I write this as we await release of the Final Rule for the CY2014 Medicare Physician Fee Schedule (MPFS). Typically, this rule is made public in early November but was delayed this year due to the government shutdown in October 2013. The Final Rule is the venue in which the Centers for Medicare & Medicaid Services (CMS) announces new payment rates and policies for the upcoming year. Each year, specialty societies, physician practices and all other stakeholders eagerly review the information in the rule to determine how it will impact the ways that health care will be provided and paid under the new policies. In the coming days, ASA’s staff and physician leadership will analyze the 2014 Final Rule to determine how anesthesiologists can best adapt to a new payment rate, changes to the value of specific services, new requirements for the 2014 Physician Quality Reporting System (PQRS) program and for the 2016 Value-Based Payment Modifier (VBPM).

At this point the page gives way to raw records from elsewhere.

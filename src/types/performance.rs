use crate::types::{SignalStrength, SignalType};
use serde::{Deserialize, Serialize};
use std::collections::BTreeMap;
use uuid::Uuid;

/// A persisted signal awaiting or holding its realized outcome.
#[derive(Debug, Clone, PartialEq, Serialize, Deserialize)]
#[serde(rename_all = "camelCase")]
pub struct SignalPerformanceRecord {
    pub id: Uuid,
    pub symbol: String,
    pub signal_type: SignalType,
    pub strength: SignalStrength,
    pub master_score: f64,
    pub technical_score: Option<f64>,
    pub sentiment_score: Option<f64>,
    pub activity_score: Option<f64>,
    /// Instrument price when the signal was generated.
    pub price_at_generation: f64,
    /// Generation time (Unix ms).
    pub generated_at: i64,
    pub pending: bool,
    pub evaluated_at: Option<i64>,
    pub timeframe_days: Option<u32>,
    pub return_percent: Option<f64>,
    pub benchmark_return_percent: Option<f64>,
    pub excess_return: Option<f64>,
    pub is_profitable: Option<bool>,
}

impl SignalPerformanceRecord {
    /// Create a new pending record.
    pub fn new(
        symbol: &str,
        signal_type: SignalType,
        strength: SignalStrength,
        master_score: f64,
        price_at_generation: f64,
        generated_at: i64,
    ) -> Self {
        Self {
            id: Uuid::new_v4(),
            symbol: symbol.to_uppercase(),
            signal_type,
            strength,
            master_score,
            technical_score: None,
            sentiment_score: None,
            activity_score: None,
            price_at_generation,
            generated_at,
            pending: true,
            evaluated_at: None,
            timeframe_days: None,
            return_percent: None,
            benchmark_return_percent: None,
            excess_return: None,
            is_profitable: None,
        }
    }

    pub fn with_component_scores(
        mut self,
        technical: Option<f64>,
        sentiment: Option<f64>,
        activity: Option<f64>,
    ) -> Self {
        self.technical_score = technical;
        self.sentiment_score = sentiment;
        self.activity_score = activity;
        self
    }

    /// Apply an evaluation. No-op once the record has been evaluated.
    pub fn apply(&mut self, evaluation: &SignalEvaluation) -> bool {
        if !self.pending {
            return false;
        }
        self.pending = false;
        self.evaluated_at = Some(evaluation.evaluated_at);
        self.timeframe_days = Some(evaluation.timeframe_days);
        self.return_percent = Some(evaluation.return_percent);
        self.benchmark_return_percent = Some(evaluation.benchmark_return_percent);
        self.excess_return = Some(evaluation.excess_return);
        self.is_profitable = Some(evaluation.is_profitable);
        true
    }
}

/// Realized outcome written onto a pending record.
#[derive(Debug, Clone, Copy, PartialEq, Serialize, Deserialize)]
#[serde(rename_all = "camelCase")]
pub struct SignalEvaluation {
    pub evaluated_at: i64,
    pub timeframe_days: u32,
    pub return_percent: f64,
    pub benchmark_return_percent: f64,
    pub excess_return: f64,
    pub is_profitable: bool,
}

/// Filter for record queries. Unset fields match everything.
#[derive(Debug, Clone, Default, PartialEq)]
pub struct RecordFilter {
    pub symbol: Option<String>,
    pub signal_type: Option<SignalType>,
    pub timeframe_days: Option<u32>,
    pub pending: Option<bool>,
    /// Only records generated strictly before this time (Unix ms).
    pub generated_before: Option<i64>,
}

impl RecordFilter {
    pub fn evaluated() -> Self {
        Self {
            pending: Some(false),
            ..Default::default()
        }
    }

    pub fn pending_for(symbol: &str) -> Self {
        Self {
            symbol: Some(symbol.to_uppercase()),
            pending: Some(true),
            ..Default::default()
        }
    }

    pub fn symbol(mut self, symbol: &str) -> Self {
        self.symbol = Some(symbol.to_uppercase());
        self
    }

    pub fn signal_type(mut self, signal_type: SignalType) -> Self {
        self.signal_type = Some(signal_type);
        self
    }

    pub fn timeframe_days(mut self, days: u32) -> Self {
        self.timeframe_days = Some(days);
        self
    }

    pub fn generated_before(mut self, ts: i64) -> Self {
        self.generated_before = Some(ts);
        self
    }

    /// Check whether a record passes this filter.
    pub fn matches(&self, record: &SignalPerformanceRecord) -> bool {
        self.symbol.as_ref().map_or(true, |s| record.symbol.eq_ignore_ascii_case(s))
            && self.signal_type.map_or(true, |t| record.signal_type == t)
            && self.timeframe_days.map_or(true, |d| record.timeframe_days == Some(d))
            && self.pending.map_or(true, |p| record.pending == p)
            && self.generated_before.map_or(true, |ts| record.generated_at < ts)
    }
}

/// Aggregate outcome statistics.
#[derive(Debug, Clone, Default, PartialEq, Serialize, Deserialize)]
#[serde(rename_all = "camelCase")]
pub struct OverallAccuracy {
    pub total_signals: usize,
    pub profitable_signals: usize,
    pub win_rate: f64,
    pub avg_return_percent: f64,
    pub avg_benchmark_return_percent: f64,
    pub avg_excess_return_percent: f64,
}

/// Win rate and average return for one bucket.
#[derive(Debug, Clone, Default, PartialEq, Serialize, Deserialize)]
#[serde(rename_all = "camelCase")]
pub struct BucketAccuracy {
    pub count: usize,
    pub win_rate: f64,
    pub avg_return: f64,
}

#[derive(Debug, Clone, Default, PartialEq, Serialize, Deserialize)]
#[serde(rename_all = "camelCase")]
pub struct BenchmarkComparison {
    pub outperformed: usize,
    pub underperformed: usize,
    pub beat_rate: f64,
}

/// Evaluated signal accuracy, optionally filtered.
#[derive(Debug, Clone, Default, PartialEq, Serialize, Deserialize)]
#[serde(rename_all = "camelCase")]
pub struct AccuracyMetrics {
    pub overall: OverallAccuracy,
    pub by_signal_type: BTreeMap<String, BucketAccuracy>,
    /// Keyed "1D", "7D", "30D".
    pub by_timeframe: BTreeMap<String, BucketAccuracy>,
    pub vs_benchmark: BenchmarkComparison,
    #[serde(default, skip_serializing_if = "Option::is_none")]
    pub message: Option<String>,
    pub timestamp: i64,
}
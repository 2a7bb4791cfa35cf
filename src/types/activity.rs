use serde::{Deserialize, Serialize};

#[derive(Debug, Clone, Copy, PartialEq, Eq, Hash, Serialize, Deserialize)]
#[serde(rename_all = "SCREAMING_SNAKE_CASE")]
pub enum ActivityType {
    VolumeSpike,
    PriceAnomaly,
}

/// Severity of one unusual activity event.
#[derive(Debug, Clone, Copy, PartialEq, Eq, PartialOrd, Ord, Hash, Serialize, Deserialize)]
#[serde(rename_all = "SCREAMING_SNAKE_CASE")]
pub enum Severity {
    Low,
    Medium,
    High,
    Extreme,
}

/// Severity of an event set; `None` when nothing fired.
#[derive(Debug, Clone, Copy, PartialEq, Eq, Serialize, Deserialize)]
#[serde(rename_all = "SCREAMING_SNAKE_CASE")]
pub enum OverallSeverity {
    None,
    Low,
    Medium,
    High,
    Extreme,
}

impl From<Severity> for OverallSeverity {
    fn from(severity: Severity) -> Self {
        match severity {
            Severity::Low => OverallSeverity::Low,
            Severity::Medium => OverallSeverity::Medium,
            Severity::High => OverallSeverity::High,
            Severity::Extreme => OverallSeverity::Extreme,
        }
    }
}

/// Statistical details behind an event.
#[derive(Debug, Clone, PartialEq, Serialize, Deserialize)]
#[serde(rename_all = "camelCase")]
pub struct ActivityDetails {
    pub z_score: f64,
    /// Current value over trailing mean.
    pub ratio: f64,
    pub current_value: f64,
    pub average_value: f64,
    pub daily_change_percent: f64,
}

#[derive(Debug, Clone, PartialEq, Serialize, Deserialize)]
#[serde(rename_all = "camelCase")]
pub struct UnusualActivity {
    pub activity_type: ActivityType,
    pub severity: Severity,
    /// min(100, z * 20).
    pub confidence: f64,
    pub details: ActivityDetails,
    pub interpretation: String,
    pub timestamp: i64,
}

/// All events detected for one symbol.
#[derive(Debug, Clone, PartialEq, Serialize, Deserialize)]
#[serde(rename_all = "camelCase")]
pub struct UnusualActivityReport {
    pub symbol: String,
    pub has_unusual_activity: bool,
    pub activities: Vec<UnusualActivity>,
    pub overall_severity: OverallSeverity,
    #[serde(default, skip_serializing_if = "Option::is_none")]
    pub warning: Option<String>,
    #[serde(default, skip_serializing_if = "Option::is_none")]
    pub error: Option<String>,
    pub timestamp: i64,
}

impl UnusualActivityReport {
    /// Report with no events.
    pub fn quiet(symbol: &str, timestamp: i64) -> Self {
        Self {
            symbol: symbol.to_string(),
            has_unusual_activity: false,
            activities: Vec::new(),
            overall_severity: OverallSeverity::None,
            warning: None,
            error: None,
            timestamp,
        }
    }

    /// Build a report, deriving the overall severity from the events.
    pub fn from_activities(symbol: &str, activities: Vec<UnusualActivity>, timestamp: i64) -> Self {
        let overall_severity = activities
            .iter()
            .map(|a| a.severity)
            .max()
            .map(OverallSeverity::from)
            .unwrap_or(OverallSeverity::None);

        Self {
            symbol: symbol.to_string(),
            has_unusual_activity: !activities.is_empty(),
            activities,
            overall_severity,
            warning: None,
            error: None,
            timestamp,
        }
    }
}
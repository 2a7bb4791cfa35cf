//! Accumulation/Distribution Line indicator.

use crate::error::Result;
use crate::services::indicators::{ensure_periods, Indicator};
use crate::services::rolling;
use crate::types::{Bar, IndicatorCategory, IndicatorOutput};

/// A/D line: cumulative close location value times volume.
///
/// CLV = ((close - low) - (high - close)) / (high - low); bars with no range contribute 0.
pub struct AdLine {
    min_bars: usize,
}

impl Default for AdLine {
    fn default() -> Self {
        Self { min_bars: 20 }
    }
}

impl AdLine {
    fn close_location_value(bar: &Bar) -> f64 {
        rolling::safe_div((bar.close - bar.low) - (bar.high - bar.close), bar.range()).unwrap_or(0.0)
    }
}

impl Indicator for AdLine {
    fn id(&self) -> &str {
        "ad_line"
    }

    fn name(&self) -> &str {
        "Accumulation/Distribution"
    }

    fn category(&self) -> IndicatorCategory {
        IndicatorCategory::Volume
    }

    fn min_periods(&self) -> usize {
        self.min_bars
    }

    fn calculate(&self, bars: &[Bar]) -> Result<IndicatorOutput> {
        ensure_periods(bars, self.min_periods())?;

        let ad: f64 = bars
            .iter()
            .map(|bar| Self::close_location_value(bar) * bar.volume)
            .sum();

        Ok(IndicatorOutput::new().value("ad_line", rolling::finite(ad)))
    }
}

#[cfg(test)]
mod tests {
    use super::*;

    #[test]
    fn test_ad_line_closes_at_high_accumulate() {
        let bars: Vec<Bar> = (0..20).map(|i| Bar::new(i, 9.0, 10.0, 8.0, 10.0, 50.0)).collect();
        let output = AdLine::default().calculate(&bars).unwrap();
        assert_eq!(output.values[0].1, Some(1000.0));
    }

    #[test]
    fn test_ad_line_flat_bars_contribute_zero() {
        let bars: Vec<Bar> = (0..20).map(|i| Bar::new(i, 5.0, 5.0, 5.0, 5.0, 50.0)).collect();
        let output = AdLine::default().calculate(&bars).unwrap();
        assert_eq!(output.values[0].1, Some(0.0));
    }
}
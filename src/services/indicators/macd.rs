//! MACD (Moving Average Convergence Divergence) indicator.

use crate::error::Result;
use crate::services::indicators::{ensure_periods, Indicator};
use crate::services::rolling;
use crate::types::{Bar, IndicatorCategory, IndicatorOutput};

/// MACD indicator.
///
/// - MACD Line = EMA(12) - EMA(26)
/// - Signal Line = EMA(9) of MACD Line
/// - Histogram = MACD Line - Signal Line
///
/// All EMAs are seeded with the first value of their input.
pub struct Macd {
    fast_period: usize,
    slow_period: usize,
    signal_period: usize,
}

impl Default for Macd {
    fn default() -> Self {
        Self {
            fast_period: 12,
            slow_period: 26,
            signal_period: 9,
        }
    }
}

impl Indicator for Macd {
    fn id(&self) -> &str {
        "macd"
    }

    fn name(&self) -> &str {
        "MACD (12, 26, 9)"
    }

    fn category(&self) -> IndicatorCategory {
        IndicatorCategory::Trend
    }

    fn min_periods(&self) -> usize {
        self.slow_period
    }

    fn calculate(&self, bars: &[Bar]) -> Result<IndicatorOutput> {
        ensure_periods(bars, self.min_periods())?;

        let closes = rolling::closes(bars);
        let fast = rolling::ema(&closes, self.fast_period);
        let slow = rolling::ema(&closes, self.slow_period);

        let macd_line: Vec<f64> = fast.iter().zip(slow.iter()).map(|(f, s)| f - s).collect();
        let signal_line = rolling::ema(&macd_line, self.signal_period);
        let histogram: Vec<f64> = macd_line
            .iter()
            .zip(signal_line.iter())
            .map(|(m, s)| m - s)
            .collect();

        let to_series = |values: &[f64]| -> Vec<Option<f64>> {
            values.iter().map(|v| rolling::finite(*v)).collect()
        };
        let macd_series = to_series(&macd_line);
        let signal_series = to_series(&signal_line);
        let histogram_series = to_series(&histogram);

        Ok(IndicatorOutput::new()
            .value("macd", rolling::last(&macd_series))
            .value("macd_signal", rolling::last(&signal_series))
            .value("macd_histogram", rolling::last(&histogram_series))
            .series("macd", macd_series)
            .series("macd_signal", signal_series)
            .series("macd_histogram", histogram_series))
    }
}
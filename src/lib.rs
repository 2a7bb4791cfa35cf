//! Augur - OHLCV analytics engine
//!
//! Turns a bar series into indicators, patterns, signals, risk metrics and a
//! weighted master score, alongside news sentiment, unusual activity and the
//! realized track record of past signals.

pub mod config;
pub mod error;
pub mod services;
pub mod types;

pub use config::Config;
pub use error::{AnalysisError, Result};
use thiserror::Error;

/// Analytics error types.
#[derive(Error, Debug)]
pub enum AnalysisError {
    #[error("Insufficient data: need {required} bars, got {actual}")]
    InsufficientData { required: usize, actual: usize },

    #[error("Invalid input: {0}")]
    InvalidInput(String),

    #[error("Computation error: {0}")]
    Computation(String),

    #[error("Not found: {0}")]
    NotFound(String),

    #[error(transparent)]
    Storage(#[from] rusqlite::Error),

    #[error(transparent)]
    SerdeJson(#[from] serde_json::Error),

    #[error(transparent)]
    Io(#[from] std::io::Error),

    #[error(transparent)]
    Anyhow(#[from] anyhow::Error),
}

impl AnalysisError {
    /// Shorthand for a length gate failure.
    pub fn insufficient(required: usize, actual: usize) -> Self {
        AnalysisError::InsufficientData { required, actual }
    }

    /// True when the error only reflects a short history.
    pub fn is_insufficient_data(&self) -> bool {
        matches!(self, AnalysisError::InsufficientData { .. })
    }
}

pub type Result<T> = std::result::Result<T, AnalysisError>;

It is worth noting that this process – adapting to change in health care practice, payment and policy – has been going on for a very long time. New technology can change the way care is delivered. Things that are now basic and fundamental were once new technology and at times met with some opposition. Back in 1834, the London Times made a prediction about use of what was then a new piece of equipment, stating, “That it will ever come into general use, notwithstanding its value, is extremely doubtful; because its beneficial application requires much time and gives a good bit of trouble both to the patient and the practitioner; because its hue and character are foreign and opposed to all our habits and associations.” The paper was talking about a stethoscope.1
Fee schedules go back even farther. Believe it or not, the Code of Hammurabi, which dates back to 1772 B.C., includes laws that pertain to physician payment – and outcomes and quality were considerations even then.2
Law 215: If a physician make a large incision with an operating knife and cure it, or if he open a tumor (over the eye) with an operating knife, and saves the eye, he shall receive ten shekels in money.
Law 218: If a physician make a large incision with the operating knife, and kill him, or open a tumor with the operating knife, and cut out the eye, his hands shall be cut off.
Thankfully, the quality and outcomes provisions that impact payment today are not nearly so dramatic. However, it does seem health care has been in a constant state of flux for the past few years. Not only must we adapt to new coding and billing and payment and quality parameters each year, we now need to do this with more changes coming at us.
Today’s environment, with slowed growth in health care spending, has presented the opportunity for repeal of the Sustainable Growth Rate (SGR) formula, an important part of the method used to determine physician payment rates. The SGR formula mandated negative updates to the Medicare Conversion Factors every year since 2002. Congress has taken action to avert those negative updates since 2003, but that means we don’t know the conversion factor for the upcoming year until Congress takes that action; and even then we don’t know whether the override will cover the full year or only a few months. In 2013, we saw proposals for SGR replacement that have both bipartisan and bicameral support, but the proposals include some elements that are problematic, and it is difficult to predict resolution.
Movement away from volume-based fee-for-service payment seems clear and presents significant change. Alternative payment models such as accountable care organizations, patient-centered medical homes and bundled payments are moving center stage. The Perioperative Surgical Home (PSH) can provide a means for anesthesiologists to demonstrate the value and quality they bring to the table. This will be an exciting year as the ASA Committee on Future Models of Anesthesia Practice works with other ASA committees to further develop and refine the PSH concept.
The transition to ICD-10-CM/PCS scheduled for October 1, 2014 and the impact of Patient Protection and Affordable Care Act implementation make the future even more unpredictable. Donald Rumsfeld may have been talking about the future of our health care system when he spoke of known and unknowns:
“There are things we know that we know. There are known unknowns. That is to say there are things that we now know we don’t know. But there are also unknown unknowns. There are things we do not know we don’t know.”
One certainty is that 2014 will be a pivotal year, and ASA’s leaders and staff will stay active and engaged to advance the practice and secure the future for anesthesiologists and the patients you serve.